• **TO DO**
From the entries that follow, extract each line holding the string "serde".

Start of DATA SECTION

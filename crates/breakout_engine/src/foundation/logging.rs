//! Logging utilities and structured logging support

pub use log::LevelFilter;

/// Initialize the logging system from `RUST_LOG`, defaulting to `info`
pub fn init() {
    let env = env_logger::Env::default().default_filter_or("info");
    // A second init (tests, tools embedding the engine) keeps the first logger
    let _ = env_logger::Builder::from_env(env).try_init();
}

/// Initialize the logging system with an explicit level, ignoring `RUST_LOG`
pub fn init_with_level(level: LevelFilter) {
    let _ = env_logger::Builder::new()
        .filter_level(level)
        .format_timestamp(None)
        .try_init();
}
//! User identity, role capabilities, and registration validation.
//!
//! Role flags are independent boolean capabilities, never a hierarchy:
//! `is_admin` and `is_department_head` may both be set and each endpoint
//! composes exactly the checks it needs.

use std::fmt;
use std::sync::OnceLock;

use regex::Regex;
use serde::{Deserialize, Serialize};
use utoipa::ToSchema;
use zeroize::Zeroizing;

use crate::domain::department::DepartmentId;

/// Stable user identifier assigned by the relational store.
#[derive(Debug, Clone, Copy, PartialEq, Eq, Hash, Serialize, Deserialize, ToSchema)]
#[serde(transparent)]
pub struct UserId(i32);

impl UserId {
    /// Wrap a store-assigned identifier.
    pub const fn new(id: i32) -> Self {
        Self(id)
    }

    /// Raw identifier value.
    pub const fn get(self) -> i32 {
        self.0
    }
}

impl fmt::Display for UserId {
    fn fmt(&self, f: &mut fmt::Formatter<'_>) -> fmt::Result {
        write!(f, "{}", self.0)
    }
}

impl From<i32> for UserId {
    fn from(value: i32) -> Self {
        Self(value)
    }
}

/// Independent role capabilities attached to a user.
#[derive(Debug, Clone, Copy, PartialEq, Eq, Default)]
pub struct Roles {
    /// Unrestricted triage and role-management capability.
    pub is_admin: bool,
    /// May triage complaints assigned to the owning department.
    pub is_department_head: bool,
    /// Owning department when acting as a department head.
    pub department_id: Option<DepartmentId>,
}

/// Application user resolved from the identity store.
///
/// ## Invariants
/// - `username` is unique in the store.
/// - Credential hashes are held by the persistence layer only and never
///   appear on this type or in serialized output.
#[derive(Debug, Clone, PartialEq, Eq, Serialize, Deserialize, ToSchema)]
#[serde(rename_all = "camelCase")]
#[serde(from = "UserDto", into = "UserDto")]
pub struct User {
    #[schema(value_type = i32, example = 7)]
    id: UserId,
    #[schema(example = "mgarcia")]
    username: String,
    #[schema(example = "María García")]
    full_name: String,
    #[schema(example = "maria@example.org")]
    email: String,
    is_admin: bool,
    is_department_head: bool,
    #[schema(value_type = Option<i32>)]
    department_id: Option<DepartmentId>,
}

impl User {
    /// Build a user from store-validated components.
    pub const fn new(
        id: UserId,
        username: String,
        full_name: String,
        email: String,
        roles: Roles,
    ) -> Self {
        Self {
            id,
            username,
            full_name,
            email,
            is_admin: roles.is_admin,
            is_department_head: roles.is_department_head,
            department_id: roles.department_id,
        }
    }

    /// Stable user identifier.
    pub const fn id(&self) -> UserId {
        self.id
    }

    /// Unique login handle.
    pub fn username(&self) -> &str {
        self.username.as_str()
    }

    /// Display name shown on dashboards.
    pub fn full_name(&self) -> &str {
        self.full_name.as_str()
    }

    /// Contact address supplied at registration.
    pub fn email(&self) -> &str {
        self.email.as_str()
    }

    /// Whether the user carries the administrator capability.
    pub const fn is_admin(&self) -> bool {
        self.is_admin
    }

    /// Whether the user carries the department-head capability.
    pub const fn is_department_head(&self) -> bool {
        self.is_department_head
    }

    /// Owning department, when assigned.
    pub const fn department_id(&self) -> Option<DepartmentId> {
        self.department_id
    }

    /// Role capabilities as one value.
    pub const fn roles(&self) -> Roles {
        Roles {
            is_admin: self.is_admin,
            is_department_head: self.is_department_head,
            department_id: self.department_id,
        }
    }
}

#[derive(Debug, Clone, Serialize, Deserialize)]
#[serde(rename_all = "camelCase")]
struct UserDto {
    id: i32,
    username: String,
    full_name: String,
    email: String,
    is_admin: bool,
    is_department_head: bool,
    department_id: Option<i32>,
}

impl From<User> for UserDto {
    fn from(value: User) -> Self {
        Self {
            id: value.id.get(),
            username: value.username,
            full_name: value.full_name,
            email: value.email,
            is_admin: value.is_admin,
            is_department_head: value.is_department_head,
            department_id: value.department_id.map(DepartmentId::get),
        }
    }
}

impl From<UserDto> for User {
    fn from(value: UserDto) -> Self {
        Self {
            id: UserId::new(value.id),
            username: value.username,
            full_name: value.full_name,
            email: value.email,
            is_admin: value.is_admin,
            is_department_head: value.is_department_head,
            department_id: value.department_id.map(DepartmentId::new),
        }
    }
}

/// Minimum password length accepted at registration.
pub const PASSWORD_MIN: usize = 6;
/// Minimum full-name length accepted at registration.
pub const FULL_NAME_MIN: usize = 3;

static EMAIL_RE: OnceLock<Regex> = OnceLock::new();

fn email_regex() -> &'static Regex {
    EMAIL_RE.get_or_init(|| {
        // One non-whitespace local part, an @, and a dotted domain.
        let pattern = r"^[^@\s]+@[^@\s]+\.[^@\s]+$";
        Regex::new(pattern)
            .unwrap_or_else(|error| panic!("email regex failed to compile: {error}"))
    })
}

/// Per-field failures raised while validating a registration payload.
#[derive(Debug, Clone, PartialEq, Eq)]
pub enum RegistrationValidationError {
    /// Username was missing or blank once trimmed.
    EmptyUsername,
    /// Password fell short of [`PASSWORD_MIN`].
    PasswordTooShort {
        /// Required minimum length.
        min: usize,
    },
    /// Full name fell short of [`FULL_NAME_MIN`].
    FullNameTooShort {
        /// Required minimum length.
        min: usize,
    },
    /// Email does not look like an address.
    InvalidEmail,
}

impl fmt::Display for RegistrationValidationError {
    fn fmt(&self, f: &mut fmt::Formatter<'_>) -> fmt::Result {
        match self {
            Self::EmptyUsername => write!(f, "username must not be empty"),
            Self::PasswordTooShort { min } => {
                write!(f, "password must be at least {min} characters")
            }
            Self::FullNameTooShort { min } => {
                write!(f, "full name must be at least {min} characters")
            }
            Self::InvalidEmail => write!(f, "email must be a valid address"),
        }
    }
}

impl std::error::Error for RegistrationValidationError {}

/// Validated registration payload.
///
/// ## Invariants
/// - `username` is trimmed and non-empty.
/// - `password` is at least [`PASSWORD_MIN`] characters and zeroized on drop.
/// - `full_name` is at least [`FULL_NAME_MIN`] characters once trimmed.
/// - `email` matches the address shape check.
#[derive(Debug, Clone)]
pub struct NewUser {
    username: String,
    password: Zeroizing<String>,
    full_name: String,
    email: String,
}

impl NewUser {
    /// Validate raw registration inputs, collecting every failing field.
    pub fn try_from_parts(
        username: &str,
        password: &str,
        full_name: &str,
        email: &str,
    ) -> Result<Self, Vec<RegistrationValidationError>> {
        let mut errors = Vec::new();

        let username = username.trim();
        if username.is_empty() {
            errors.push(RegistrationValidationError::EmptyUsername);
        }
        if password.chars().count() < PASSWORD_MIN {
            errors.push(RegistrationValidationError::PasswordTooShort { min: PASSWORD_MIN });
        }
        let full_name = full_name.trim();
        if full_name.chars().count() < FULL_NAME_MIN {
            errors.push(RegistrationValidationError::FullNameTooShort { min: FULL_NAME_MIN });
        }
        let email = email.trim();
        if !email_regex().is_match(email) {
            errors.push(RegistrationValidationError::InvalidEmail);
        }

        if !errors.is_empty() {
            return Err(errors);
        }

        Ok(Self {
            username: username.to_owned(),
            password: Zeroizing::new(password.to_owned()),
            full_name: full_name.to_owned(),
            email: email.to_owned(),
        })
    }

    /// Unique login handle.
    pub fn username(&self) -> &str {
        self.username.as_str()
    }

    /// Plaintext password awaiting hashing.
    pub fn password(&self) -> &str {
        self.password.as_str()
    }

    /// Display name shown on dashboards.
    pub fn full_name(&self) -> &str {
        self.full_name.as_str()
    }

    /// Contact address.
    pub fn email(&self) -> &str {
        self.email.as_str()
    }
}

/// Validated role change applied by an administrator.
///
/// ## Invariants
/// - A department head always names an owning department; an admin flag is
///   untouched by this operation and does not require one.
#[derive(Debug, Clone, Copy, PartialEq, Eq)]
pub struct RoleAssignment {
    /// Whether the user becomes a department head.
    pub is_department_head: bool,
    /// Owning department for a department head, cleared otherwise.
    pub department_id: Option<DepartmentId>,
}

/// Failure raised when a role change breaks the head/department invariant.
#[derive(Debug, Clone, PartialEq, Eq, thiserror::Error)]
pub enum RoleAssignmentError {
    /// A department head must name an owning department.
    #[error("a department head must be assigned to a department")]
    HeadWithoutDepartment,
}

impl RoleAssignment {
    /// Validate a role change against the head/department invariant.
    pub const fn try_new(
        is_department_head: bool,
        department_id: Option<DepartmentId>,
    ) -> Result<Self, RoleAssignmentError> {
        if is_department_head && department_id.is_none() {
            return Err(RoleAssignmentError::HeadWithoutDepartment);
        }
        Ok(Self {
            is_department_head,
            department_id,
        })
    }
}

End of DATA SECTION

• **ANSWER TO THIS PROBLEM**
use serde::{Deserialize, Serialize};
#[serde(transparent)]
#[serde(rename_all = "camelCase")]
#[serde(from = "UserDto", into = "UserDto")]
#[serde(rename_all = "camelCase")]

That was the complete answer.